▸ Source records
========
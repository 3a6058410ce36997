// ── Poll scheduler ──
//
// One repeating timer per identity key. Each tick spawns its own probe
// task so a hung device never delays another device's timer, and every
// result is written back only while the owning entry is still live.

use std::sync::{Arc, Weak};
use std::time::Duration;

use chrono::Utc;
use dashmap::DashMap;
use dashmap::mapref::entry::Entry;
use tokio::sync::watch;
use tokio::task::JoinHandle;
use tokio::time::MissedTickBehavior;
use tokio_util::sync::CancellationToken;
use tracing::{debug, info, warn};
use uuid::Uuid;

use crate::error::CoreError;
use crate::host::{AccessoryHandle, StatusReader};
use crate::model::{
    DeviceConfig, DeviceSnapshot, DeviceStatusView, IdentityKey, SatelliteStatus,
};
use crate::probe::{Prober, resolve_status};

/// Lifecycle of a device's timer.
#[derive(Debug, Clone, Copy, PartialEq, Eq, strum::Display)]
#[strum(serialize_all = "snake_case")]
pub enum ScheduleState {
    /// No timer exists for the key.
    Unscheduled,
    /// A timer is firing every polling period.
    Scheduled,
    /// The timer was cancelled and is being torn down.
    Cancelled,
}

// ── Per-device context ───────────────────────────────────────────

/// Everything a tick needs, shared between the timer task, in-flight
/// probe tasks, and the on-demand reader.
struct PollContext<P, H> {
    device: DeviceConfig,
    handle: H,
    prober: Arc<P>,
    snapshot: watch::Sender<DeviceSnapshot>,
    cancel: CancellationToken,
}

impl<P: Prober, H: AccessoryHandle> PollContext<P, H> {
    fn is_live(&self) -> bool {
        !self.cancel.is_cancelled()
    }

    async fn probe(&self) -> (SatelliteStatus, Option<CoreError>) {
        resolve_status(
            self.prober.as_ref(),
            &self.device.name,
            &self.device.homepage_url,
        )
        .await
    }

    /// Scheduled tick: probe, record, push to the accessory.
    async fn tick(&self) {
        let (status, error) = self.probe().await;
        if self.record(status, error) {
            self.handle.set_status(status);
        }
    }

    /// On-demand read: probe now and hand the result straight back.
    async fn read_now(&self) -> SatelliteStatus {
        let (status, error) = self.probe().await;
        self.record(status, error);
        status
    }

    /// Store a poll result. Returns `false` when the device was removed
    /// while the probe was in flight; the result is dropped.
    ///
    /// Overlapping probes for one device are possible when a probe
    /// outlasts the period. The last to resolve wins.
    fn record(&self, status: SatelliteStatus, error: Option<CoreError>) -> bool {
        if !self.is_live() {
            debug!(device = %self.device.name, %status, "device removed during probe, discarding result");
            return false;
        }

        let mut previous = None;
        self.snapshot.send_modify(|snap| {
            previous = snap.status.replace(status);
            snap.last_checked = Some(Utc::now());
            snap.last_error = error.map(|e| e.to_string());
            snap.polls += 1;
        });

        if previous == Some(status) {
            debug!(device = %self.device.name, %status, "status unchanged");
        } else {
            info!(
                device = %self.device.name,
                url = %self.device.homepage_url,
                from = ?previous,
                to = %status,
                "satellite status changed"
            );
        }
        true
    }

    fn view(&self, key: &IdentityKey) -> DeviceStatusView {
        DeviceStatusView {
            name: self.device.name.clone(),
            key: key.clone(),
            homepage_url: self.device.homepage_url.clone(),
            interval_ms: self.device.polling_interval_ms(),
            snapshot: self.snapshot.borrow().clone(),
        }
    }
}

/// Timer loop for one device. Never awaits a probe.
async fn poll_loop<P: Prober, H: AccessoryHandle>(ctx: Arc<PollContext<P, H>>, period: Duration) {
    let mut interval = tokio::time::interval(period);
    interval.set_missed_tick_behavior(MissedTickBehavior::Delay);
    interval.tick().await; // consume the immediate first tick

    loop {
        tokio::select! {
            biased;
            () = ctx.cancel.cancelled() => break,
            _ = interval.tick() => {
                let ctx = Arc::clone(&ctx);
                tokio::spawn(async move { ctx.tick().await });
            }
        }
    }

    debug!(device = %ctx.device.name, "poll timer stopped");
}

/// Build the host's on-demand callback. Holds the context weakly so an
/// accessory keeping its reader does not keep a removed device alive.
fn status_reader<P: Prober, H: AccessoryHandle>(ctx: &Arc<PollContext<P, H>>) -> StatusReader {
    let weak: Weak<PollContext<P, H>> = Arc::downgrade(ctx);
    Arc::new(move || {
        let weak = weak.clone();
        Box::pin(async move {
            match weak.upgrade() {
                Some(ctx) if ctx.is_live() => ctx.read_now().await,
                _ => SatelliteStatus::NotConnected,
            }
        })
    })
}

// ── Runtime entries ──────────────────────────────────────────────

/// One live device: its timer task and shared context.
struct DeviceRuntimeEntry<P, H> {
    uuid: Uuid,
    ctx: Arc<PollContext<P, H>>,
    task: JoinHandle<()>,
}

impl<P, H> DeviceRuntimeEntry<P, H> {
    fn state(&self) -> ScheduleState {
        if self.ctx.cancel.is_cancelled() {
            ScheduleState::Cancelled
        } else {
            ScheduleState::Scheduled
        }
    }
}

// ── PollScheduler ────────────────────────────────────────────────

/// Owns every device's timer, keyed by identity key.
///
/// Invariant: at most one entry, and so at most one timer, per key.
pub struct PollScheduler<P, H> {
    prober: Arc<P>,
    entries: DashMap<IdentityKey, DeviceRuntimeEntry<P, H>>,
    cancel: CancellationToken,
}

impl<P: Prober, H: AccessoryHandle> PollScheduler<P, H> {
    pub fn new(prober: Arc<P>) -> Self {
        Self {
            prober,
            entries: DashMap::new(),
            cancel: CancellationToken::new(),
        }
    }

    pub fn prober(&self) -> &Arc<P> {
        &self.prober
    }

    /// Start polling `device`, or keep polling it if already scheduled.
    ///
    /// An existing entry with identical configuration keeps its timer
    /// untouched. A changed configuration replaces the timer. Installs
    /// the on-demand reader on `handle`. Must run inside a tokio runtime.
    ///
    /// Returns `true` when a new timer was started.
    pub fn schedule(&self, key: IdentityKey, uuid: Uuid, device: DeviceConfig, handle: H) -> bool {
        if self.cancel.is_cancelled() {
            warn!(%key, "scheduler is shut down, not scheduling");
            return false;
        }

        // Check, replace, and insert happen under one shard lock: at most
        // one live timer per key.
        match self.entries.entry(key) {
            Entry::Occupied(mut occupied) => {
                if occupied.get().ctx.device == device {
                    return false;
                }
                let entry = self.start(occupied.key(), uuid, device, handle);
                let displaced = occupied.insert(entry);
                displaced.ctx.cancel.cancel();
                debug!(key = %occupied.key(), "configuration changed, timer restarted");
            }
            Entry::Vacant(vacant) => {
                let entry = self.start(vacant.key(), uuid, device, handle);
                vacant.insert(entry);
            }
        }
        true
    }

    /// Spawn the timer for one device and install its reader.
    fn start(
        &self,
        key: &IdentityKey,
        uuid: Uuid,
        device: DeviceConfig,
        handle: H,
    ) -> DeviceRuntimeEntry<P, H> {
        let interval_ms = device.polling_interval_ms();
        let period = device.polling_period();
        if interval_ms <= 0 {
            warn!(
                device = %device.name,
                interval_ms,
                "non-positive polling interval, timer will fire every millisecond"
            );
        }

        let (snapshot, _) = watch::channel(DeviceSnapshot::default());
        let ctx = Arc::new(PollContext {
            device,
            handle,
            prober: Arc::clone(&self.prober),
            snapshot,
            cancel: self.cancel.child_token(),
        });

        ctx.handle.on_status_requested(status_reader(&ctx));
        let task = tokio::spawn(poll_loop(Arc::clone(&ctx), period));

        debug!(device = %ctx.device.name, %key, period_ms = period.as_millis(), "poll timer started");
        DeviceRuntimeEntry { uuid, ctx, task }
    }

    /// Cancel a device's timer and forget it. Returns its accessory handle.
    ///
    /// Probes already in flight finish but their results are discarded.
    pub fn cancel(&self, key: &IdentityKey) -> Option<H> {
        let (_, entry) = self.entries.remove(key)?;
        entry.ctx.cancel.cancel();
        debug!(device = %entry.ctx.device.name, %key, "poll timer cancelled");
        Some(entry.ctx.handle.clone())
    }

    /// [`cancel`](Self::cancel) by accessory UUID.
    pub fn cancel_uuid(&self, uuid: &Uuid) -> Option<(IdentityKey, H)> {
        let key = self
            .entries
            .iter()
            .find(|entry| entry.uuid == *uuid)
            .map(|entry| entry.key().clone())?;
        self.cancel(&key).map(|handle| (key, handle))
    }

    pub fn state(&self, key: &IdentityKey) -> ScheduleState {
        self.entries
            .get(key)
            .map_or(ScheduleState::Unscheduled, |entry| entry.state())
    }

    pub fn contains(&self, key: &IdentityKey) -> bool {
        self.entries.contains_key(key)
    }

    pub fn len(&self) -> usize {
        self.entries.len()
    }

    pub fn is_empty(&self) -> bool {
        self.entries.is_empty()
    }

    /// UUID and handle of every live entry.
    pub fn handles(&self) -> Vec<(Uuid, H)> {
        self.entries
            .iter()
            .map(|entry| (entry.uuid, entry.ctx.handle.clone()))
            .collect()
    }

    /// Watch a device's snapshots as polls resolve.
    pub fn subscribe(&self, key: &IdentityKey) -> Option<watch::Receiver<DeviceSnapshot>> {
        self.entries.get(key).map(|entry| entry.ctx.snapshot.subscribe())
    }

    pub fn snapshot(&self, key: &IdentityKey) -> Option<DeviceSnapshot> {
        self.entries
            .get(key)
            .map(|entry| entry.ctx.snapshot.borrow().clone())
    }

    /// All live devices, sorted by name.
    pub fn views(&self) -> Vec<DeviceStatusView> {
        let mut views: Vec<DeviceStatusView> = self
            .entries
            .iter()
            .map(|entry| entry.ctx.view(entry.key()))
            .collect();
        views.sort_by(|a, b| a.name.cmp(&b.name).then_with(|| a.key.cmp(&b.key)));
        views
    }

    /// Probe one device immediately, outside its timer.
    ///
    /// `None` if the key is not scheduled. Failures degrade to
    /// `NotConnected`.
    pub async fn read_now(&self, key: &IdentityKey) -> Option<SatelliteStatus> {
        let ctx = self.entries.get(key).map(|entry| Arc::clone(&entry.ctx))?;
        Some(ctx.read_now().await)
    }

    /// Cancel every timer and wait for the timer tasks to exit.
    pub async fn shutdown(&self) {
        self.cancel.cancel();

        let keys: Vec<IdentityKey> = self.entries.iter().map(|e| e.key().clone()).collect();
        for key in keys {
            let Some((_, entry)) = self.entries.remove(&key) else {
                continue;
            };
            if let Err(e) = entry.task.await {
                warn!(%key, error = %e, "poll timer task ended abnormally");
            }
        }
        debug!("poll scheduler shut down");
    }
}

impl<P, H> Drop for PollScheduler<P, H> {
    fn drop(&mut self) {
        self.cancel.cancel();
    }
}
========
▸ TASK ITEM
Please transcribe exactly the line containing "let Some((_, entry))" and every line after it to the end of the data, and no other lines.

▸ FINAL ANSWER
            let Some((_, entry)) = self.entries.remove(&key) else {
                continue;
            };
            if let Err(e) = entry.task.await {
                warn!(%key, error = %e, "poll timer task ended abnormally");
            }
        }
        debug!("poll scheduler shut down");
    }
}

impl<P, H> Drop for PollScheduler<P, H> {
    fn drop(&mut self) {
        self.cancel.cancel();
    }
}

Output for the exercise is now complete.